The OLED screen on the back is a gimmick I rarely use. But I really like that the device sits flat on a surface if you put it into the official case. There’s no camera bump tilting it at an angle, like so many modern smartphones do.
Be aware that they use old BlackBerry screens, which have been sitting in a warehouse for years. They have great resolution, but some of them started to delaminate at the edges and that looks like stains on your screen. I got lucky and my screen is pretty good, but other people got really messed up screens. Unihertz is not handling those issues well, it seems, only offering a free case or very low discounts.
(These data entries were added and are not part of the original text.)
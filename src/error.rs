use std::path::PathBuf;

use thiserror::Error;

/// Catalog (SQLite) failures.
#[derive(Debug, Error)]
pub enum StoreError {
    #[error("sqlite: {0}")]
    Sqlite(#[from] rusqlite::Error),

    #[error("cannot create store directory {path}: {source}")]
    CreateDir {
        path: PathBuf,
        #[source]
        source: std::io::Error,
    },
}

/// Reading tags from a single file failed. Never fatal for a run.
#[derive(Debug, Error)]
pub enum ExtractError {
    #[error("could not read tags: {0}")]
    Read(String),

    #[error("I/O error: {0}")]
    Io(#[from] std::io::Error),
}

/// A track whose tags do not satisfy the catalog constraints.
#[derive(Debug, Error, PartialEq, Eq)]
pub enum TrackError {
    #[error("artist is missing")]
    MissingArtist,

    #[error("title is missing")]
    MissingTitle,

    #[error("artist has {0} characters (allowed 1..=192)")]
    ArtistLength(usize),

    #[error("title has {0} characters (allowed 1..=192)")]
    TitleLength(usize),
}

/// Errors that abort a whole crawl or clean run.
#[derive(Debug, Error)]
pub enum Error {
    #[error(transparent)]
    Store(#[from] StoreError),

    #[error("naming rules file {path}: {message}")]
    RulesFile { path: PathBuf, message: String },

    /// The naming rules produced nothing for a valid track. This is a setup
    /// defect, so the run stops instead of filing tracks nowhere.
    #[error("naming rules produced an empty path for {path}")]
    EmptyTargetPath { path: PathBuf },
}

pub type Result<T, E = Error> = std::result::Result<T, E>;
And for now, there has only been one small software update. No security updates at all. They released initial software for early reviewers, then one update for the Kickstarter backers and a bugfix. That’s it.
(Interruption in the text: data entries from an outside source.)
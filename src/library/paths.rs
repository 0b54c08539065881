use std::fs;
use std::io;
use std::path::{Component, Path, PathBuf};
use std::time::UNIX_EPOCH;

/// Path of `file` below `root` in catalog form: `/`-separated with a leading
/// `/`, e.g. `/Music/A/Artist/Album/001.Title.mp3`.
///
/// `None` when `file` is not below `root` or a component is not valid UTF-8;
/// such a path could not be resolved back from the catalog.
pub fn relative_path(root: &Path, file: &Path) -> Option<String> {
    let rel = file.strip_prefix(root).ok()?;
    let mut out = String::new();
    for component in rel.components() {
        if let Component::Normal(part) = component {
            out.push('/');
            out.push_str(part.to_str()?);
        }
    }
    Some(out)
}

/// Resolve a catalog path against the library root.
pub fn absolute_path(root: &Path, catalog_path: &str) -> PathBuf {
    let mut path = root.to_path_buf();
    for part in catalog_path.split('/').filter(|p| !p.is_empty()) {
        path.push(part);
    }
    path
}

/// Modification time in milliseconds since the epoch.
pub fn mtime_millis(path: &Path) -> io::Result<i64> {
    let modified = fs::metadata(path)?.modified()?;
    let millis = modified
        .duration_since(UNIX_EPOCH)
        .map(|d| d.as_millis() as i64)
        .unwrap_or(0);
    Ok(millis)
}

pub fn is_mp3(path: &Path) -> bool {
    path.extension()
        .and_then(|s| s.to_str())
        .map(|ext| ext.eq_ignore_ascii_case("mp3"))
        .unwrap_or(false)
}

/// Finder litter such as `.DS_Store`.
pub fn is_artifact(path: &Path, prefix: &str) -> bool {
    !prefix.is_empty()
        && path
            .file_name()
            .and_then(|s| s.to_str())
            .map(|name| name.starts_with(prefix))
            .unwrap_or(false)
}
They have promised one more major Android release, but I wouldn’t be surprised if that’ll be their final update, to be honest.
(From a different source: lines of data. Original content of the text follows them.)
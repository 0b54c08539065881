use std::path::Path;

use rusqlite::{Connection, OpenFlags, Row, params};

use crate::error::StoreError;

use super::model::Track;

/// Row order for [`TrackStore::scan_page`].
#[derive(Debug, Copy, Clone, PartialEq, Eq)]
pub enum ScanOrder {
    Id,
}

/// Row filters for [`TrackStore::filter_page`].
#[derive(Debug, Clone, PartialEq, Eq)]
pub enum TrackFilter {
    /// `file_path_correct = false`
    Misplaced,
    /// Exact `file_path` match.
    Path(String),
}

/// The catalog as seen by the reconciliation engine.
///
/// Writes accumulate until [`commit`](TrackStore::commit); nothing else is an
/// isolation boundary.
pub trait TrackStore {
    /// First row stored under `path`, if any.
    fn find_by_path(&mut self, path: &str) -> Result<Option<Track>, StoreError>;
    /// Insert or update; assigns `track.id` on insert.
    fn upsert(&mut self, track: &mut Track) -> Result<(), StoreError>;
    fn delete(&mut self, tracks: &[Track]) -> Result<(), StoreError>;
    fn scan_page(
        &mut self,
        order: ScanOrder,
        offset: usize,
        limit: usize,
    ) -> Result<Vec<Track>, StoreError>;
    fn filter_page(
        &mut self,
        filter: &TrackFilter,
        limit: usize,
    ) -> Result<Vec<Track>, StoreError>;
    /// Distinct paths with their row counts, highest count first.
    fn group_by_path_with_count(&mut self, limit: usize) -> Result<Vec<(String, u64)>, StoreError>;
    fn count(&mut self) -> Result<u64, StoreError>;
    fn commit(&mut self) -> Result<(), StoreError>;
}

const COLUMNS: &str = "id, file_path, target_file_path, file_path_correct, modification_date, \
                       album, artist, title, track, genre, genre_description";

/// SQLite-backed catalog.
pub struct SqliteStore {
    conn: Connection,
}

impl SqliteStore {
    pub fn open(path: &Path) -> Result<Self, StoreError> {
        if let Some(parent) = path.parent().filter(|p| !p.as_os_str().is_empty()) {
            std::fs::create_dir_all(parent).map_err(|source| StoreError::CreateDir {
                path: parent.to_path_buf(),
                source,
            })?;
        }
        let conn = Connection::open_with_flags(
            path,
            OpenFlags::SQLITE_OPEN_READ_WRITE | OpenFlags::SQLITE_OPEN_CREATE,
        )?;
        conn.execute_batch(
            "PRAGMA journal_mode = WAL;
             PRAGMA busy_timeout = 5000;
             PRAGMA synchronous = NORMAL;",
        )?;
        migrate(&conn)?;
        Ok(Self { conn })
    }

    pub fn open_in_memory() -> Result<Self, StoreError> {
        let conn = Connection::open_in_memory()?;
        migrate(&conn)?;
        Ok(Self { conn })
    }

    fn begin(&self) -> Result<(), StoreError> {
        if self.conn.is_autocommit() {
            self.conn.execute_batch("BEGIN")?;
        }
        Ok(())
    }

    fn query_tracks(
        &self,
        sql: &str,
        params: impl rusqlite::Params,
    ) -> Result<Vec<Track>, StoreError> {
        let mut stmt = self.conn.prepare(sql)?;
        let rows = stmt.query_map(params, track_from_row)?;
        let mut tracks = Vec::new();
        for row in rows {
            tracks.push(row?);
        }
        Ok(tracks)
    }
}

impl Drop for SqliteStore {
    fn drop(&mut self) {
        if !self.conn.is_autocommit() {
            let _ = self.conn.execute_batch("ROLLBACK");
        }
    }
}

fn migrate(conn: &Connection) -> Result<(), rusqlite::Error> {
    conn.execute_batch(
        "CREATE TABLE IF NOT EXISTS tracks (
            id                INTEGER PRIMARY KEY AUTOINCREMENT,
            file_path         TEXT NOT NULL,
            target_file_path  TEXT,
            file_path_correct INTEGER NOT NULL DEFAULT 0,
            modification_date INTEGER,
            album             TEXT,
            artist            TEXT NOT NULL,
            title             TEXT,
            track             TEXT,
            genre             INTEGER,
            genre_description TEXT
        );
        CREATE INDEX IF NOT EXISTS idx_filepath ON tracks(file_path);
        CREATE INDEX IF NOT EXISTS idx_filepathcorrect ON tracks(file_path_correct);
        PRAGMA user_version = 1;",
    )
}

fn track_from_row(row: &Row<'_>) -> rusqlite::Result<Track> {
    Ok(Track {
        id: row.get(0)?,
        file_path: row.get(1)?,
        target_file_path: row.get(2)?,
        file_path_correct: row.get(3)?,
        modification_date: row.get(4)?,
        album: row.get(5)?,
        artist: row.get(6)?,
        title: row.get(7)?,
        track: row.get(8)?,
        genre: row.get(9)?,
        genre_description: row.get(10)?,
    })
}

impl TrackStore for SqliteStore {
    fn find_by_path(&mut self, path: &str) -> Result<Option<Track>, StoreError> {
        let sql = format!("SELECT {COLUMNS} FROM tracks WHERE file_path = ?1 ORDER BY id LIMIT 1");
        Ok(self.query_tracks(&sql, params![path])?.into_iter().next())
    }

    fn upsert(&mut self, track: &mut Track) -> Result<(), StoreError> {
        self.begin()?;
        match track.id {
            Some(id) => {
                self.conn.execute(
                    "UPDATE tracks SET file_path = ?2, target_file_path = ?3, file_path_correct = ?4,
                        modification_date = ?5, album = ?6, artist = ?7, title = ?8, track = ?9,
                        genre = ?10, genre_description = ?11
                     WHERE id = ?1",
                    params![
                        id,
                        track.file_path,
                        track.target_file_path,
                        track.file_path_correct,
                        track.modification_date,
                        track.album,
                        track.artist,
                        track.title,
                        track.track,
                        track.genre,
                        track.genre_description,
                    ],
                )?;
            }
            None => {
                self.conn.execute(
                    "INSERT INTO tracks (file_path, target_file_path, file_path_correct,
                        modification_date, album, artist, title, track, genre, genre_description)
                     VALUES (?1, ?2, ?3, ?4, ?5, ?6, ?7, ?8, ?9, ?10)",
                    params![
                        track.file_path,
                        track.target_file_path,
                        track.file_path_correct,
                        track.modification_date,
                        track.album,
                        track.artist,
                        track.title,
                        track.track,
                        track.genre,
                        track.genre_description,
                    ],
                )?;
                track.id = Some(self.conn.last_insert_rowid());
            }
        }
        Ok(())
    }

    fn delete(&mut self, tracks: &[Track]) -> Result<(), StoreError> {
        if tracks.is_empty() {
            return Ok(());
        }
        self.begin()?;
        let mut stmt = self.conn.prepare("DELETE FROM tracks WHERE id = ?1")?;
        for id in tracks.iter().filter_map(|t| t.id) {
            stmt.execute(params![id])?;
        }
        Ok(())
    }

    fn scan_page(
        &mut self,
        order: ScanOrder,
        offset: usize,
        limit: usize,
    ) -> Result<Vec<Track>, StoreError> {
        let order_by = match order {
            ScanOrder::Id => "id",
        };
        let sql = format!("SELECT {COLUMNS} FROM tracks ORDER BY {order_by} LIMIT ?1 OFFSET ?2");
        self.query_tracks(&sql, params![limit as i64, offset as i64])
    }

    fn filter_page(
        &mut self,
        filter: &TrackFilter,
        limit: usize,
    ) -> Result<Vec<Track>, StoreError> {
        match filter {
            TrackFilter::Misplaced => {
                let sql = format!("SELECT {COLUMNS} FROM tracks WHERE file_path_correct = 0 LIMIT ?1");
                self.query_tracks(&sql, params![limit as i64])
            }
            TrackFilter::Path(path) => {
                let sql =
                    format!("SELECT {COLUMNS} FROM tracks WHERE file_path = ?1 ORDER BY id LIMIT ?2");
                self.query_tracks(&sql, params![path, limit as i64])
            }
        }
    }

    fn group_by_path_with_count(&mut self, limit: usize) -> Result<Vec<(String, u64)>, StoreError> {
        let mut stmt = self.conn.prepare(
            "SELECT file_path, COUNT(*) AS amount FROM tracks
             GROUP BY file_path
             ORDER BY amount DESC, file_path
             LIMIT ?1",
        )?;
        let rows = stmt.query_map(params![limit as i64], |row| {
            Ok((row.get::<_, String>(0)?, row.get::<_, i64>(1)? as u64))
        })?;
        let mut groups = Vec::new();
        for row in rows {
            groups.push(row?);
        }
        Ok(groups)
    }

    fn count(&mut self) -> Result<u64, StoreError> {
        let n: i64 = self
            .conn
            .query_row("SELECT COUNT(*) FROM tracks", [], |row| row.get(0))?;
        Ok(n as u64)
    }

    fn commit(&mut self) -> Result<(), StoreError> {
        if !self.conn.is_autocommit() {
            self.conn.execute_batch("COMMIT")?;
        }
        Ok(())
    }
}

#[cfg(test)]
mod tests {
    use super::*;

    fn row(path: &str, artist: &str) -> Track {
        Track {
            artist: Some(artist.into()),
            title: Some("Title".into()),
            ..Track::new(path)
        }
    }

    #[test]
    fn open_creates_schema_on_disk() {
        let dir = tempfile::tempdir().unwrap();
        let path = dir.path().join("nested").join("catalog.sqlite3");
        let mut store = SqliteStore::open(&path).unwrap();
        assert!(path.exists());
        assert_eq!(store.count().unwrap(), 0);
        drop(store);
        // second open must not fail on the existing schema
        let mut store = SqliteStore::open(&path).unwrap();
        assert_eq!(store.count().unwrap(), 0);
    }

    #[test]
    fn upsert_assigns_id_then_updates_in_place() {
        let mut store = SqliteStore::open_in_memory().unwrap();
        let mut t = row("/a.mp3", "A");
        store.upsert(&mut t).unwrap();
        let id = t.id.unwrap();

        t.file_path = "/b.mp3".into();
        t.file_path_correct = true;
        store.upsert(&mut t).unwrap();
        store.commit().unwrap();

        assert_eq!(store.count().unwrap(), 1);
        assert_eq!(store.find_by_path("/a.mp3").unwrap(), None);
        let found = store.find_by_path("/b.mp3").unwrap().unwrap();
        assert_eq!(found.id, Some(id));
        assert!(found.file_path_correct);
    }

    #[test]
    fn find_by_path_returns_first_of_duplicates() {
        let mut store = SqliteStore::open_in_memory().unwrap();
        let mut first = row("/dup.mp3", "First");
        let mut second = row("/dup.mp3", "Second");
        store.upsert(&mut first).unwrap();
        store.upsert(&mut second).unwrap();
        let found = store.find_by_path("/dup.mp3").unwrap().unwrap();
        assert_eq!(found.artist.as_deref(), Some("First"));
    }

    #[test]
    fn group_by_path_orders_by_count_desc() {
        let mut store = SqliteStore::open_in_memory().unwrap();
        for path in ["/x.mp3", "/y.mp3", "/y.mp3", "/z.mp3", "/z.mp3", "/z.mp3"] {
            store.upsert(&mut row(path, "A")).unwrap();
        }
        let groups = store.group_by_path_with_count(2).unwrap();
        assert_eq!(
            groups,
            vec![("/z.mp3".to_string(), 3), ("/y.mp3".to_string(), 2)]
        );
    }

    #[test]
    fn filter_and_scan_pages() {
        let mut store = SqliteStore::open_in_memory().unwrap();
        for (i, correct) in [true, false, false, true].into_iter().enumerate() {
            let mut t = row(&format!("/{i}.mp3"), "A");
            t.file_path_correct = correct;
            store.upsert(&mut t).unwrap();
        }
        assert_eq!(store.filter_page(&TrackFilter::Misplaced, 10).unwrap().len(), 2);
        assert_eq!(store.filter_page(&TrackFilter::Misplaced, 1).unwrap().len(), 1);
        assert_eq!(
            store
                .filter_page(&TrackFilter::Path("/3.mp3".into()), 10)
                .unwrap()
                .len(),
            1
        );

        let page = store.scan_page(ScanOrder::Id, 2, 10).unwrap();
        let paths: Vec<&str> = page.iter().map(|t| t.file_path.as_str()).collect();
        assert_eq!(paths, vec!["/2.mp3", "/3.mp3"]);
    }

    #[test]
    fn delete_removes_rows_by_id() {
        let mut store = SqliteStore::open_in_memory().unwrap();
        let mut a = row("/a.mp3", "A");
        let mut b = row("/b.mp3", "B");
        store.upsert(&mut a).unwrap();
        store.upsert(&mut b).unwrap();
        store.delete(&[a]).unwrap();
        store.commit().unwrap();
        assert_eq!(store.count().unwrap(), 1);
        assert!(store.find_by_path("/b.mp3").unwrap().is_some());
    }

    #[test]
    fn uncommitted_writes_are_rolled_back_on_drop() {
        let dir = tempfile::tempdir().unwrap();
        let path = dir.path().join("catalog.sqlite3");
        {
            let mut store = SqliteStore::open(&path).unwrap();
            store.upsert(&mut row("/kept.mp3", "A")).unwrap();
            store.commit().unwrap();
            store.upsert(&mut row("/lost.mp3", "A")).unwrap();
        }
        let mut store = SqliteStore::open(&path).unwrap();
        assert_eq!(store.count().unwrap(), 1);
        assert!(store.find_by_path("/lost.mp3").unwrap().is_none());
    }
}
Unihertz is not handling those issues well
The post messed up with my delivery and it returned back to them, and Unihertz asked me for additional 20 bucks so they resend it. I am pretty sure, if they handle this in this manner, the other issues are not better.
I loved my Passport but the Titan 2 just looked frumpy in a way that the Passport didn’t. It’s not looks that keeps me from buying it though; it’s the complete lack of security updates which would prevent me from using it for work. Unihertz has promised better support starting with Titan 2. If that turns out to be true, then the upcoming Titan Elite will be an attractive competitor to the Clicks Communicator, which has promised 5 years of security updates.
Might be an unpopular opinion but
In the late 2010s or early 2020s, I wrote a short story in the Notes app on a Nokia C3-00. It was one of the budget offerings with a QWERTY keyboard and WiFi support, and it was pretty awesome for the time, and still is to an extent.
By that point I cycled through a few touchscreen phones beginning from tiny Samsung junkers to mid-range Chinese phones we would have called “phablets” a few years back and got used to touchscreens. I’m typing this right now on a touchscreen and it’s pretty nice, yeah autocorrect is wrong some of the time but it is solid most of the time, and I can type really fast. Typing on a phone with a small physical keyboard was eye opening in a way. It felt slow, and I had to actually put some effort into pushing the buttons to make them register. In all fairness, it could be the age of the phone making the buttons stiff.
Something else is how the labels on the buttons eventually wear out. If this was a physical keyboard I could just replace it, but a small panel of keys built into a phone? Yeah not really replaceable.
I get that all those very tall, very flat slabs of plastic and metal can get boring very quickly, but I guess because there’s not so much more left to perfect that form factor.
I doubt the wpm of the average physical keyboard user could ever be lower on average compared to the wpm of users of touchscreen keyboards.
That is to say, if we could somehow make a phone keyboard that was practical to use, but not so large that it defeats the portability of the device, imo, that would be the best.
I think you might be underestimating how some people type really slowly when given a full sized QWERTY keyboard, numpad and all.
Then again the one limiting factor of phone keyboards (touch or physical) is that they’re designed for two thumbs, instead of just whatever fingers happen to be closer to the button you want. Though I’ll admit I do miss when Nokia, BlackBerry, etc, came up with unique solutions for how to get a small physical keyboard attached to a phone.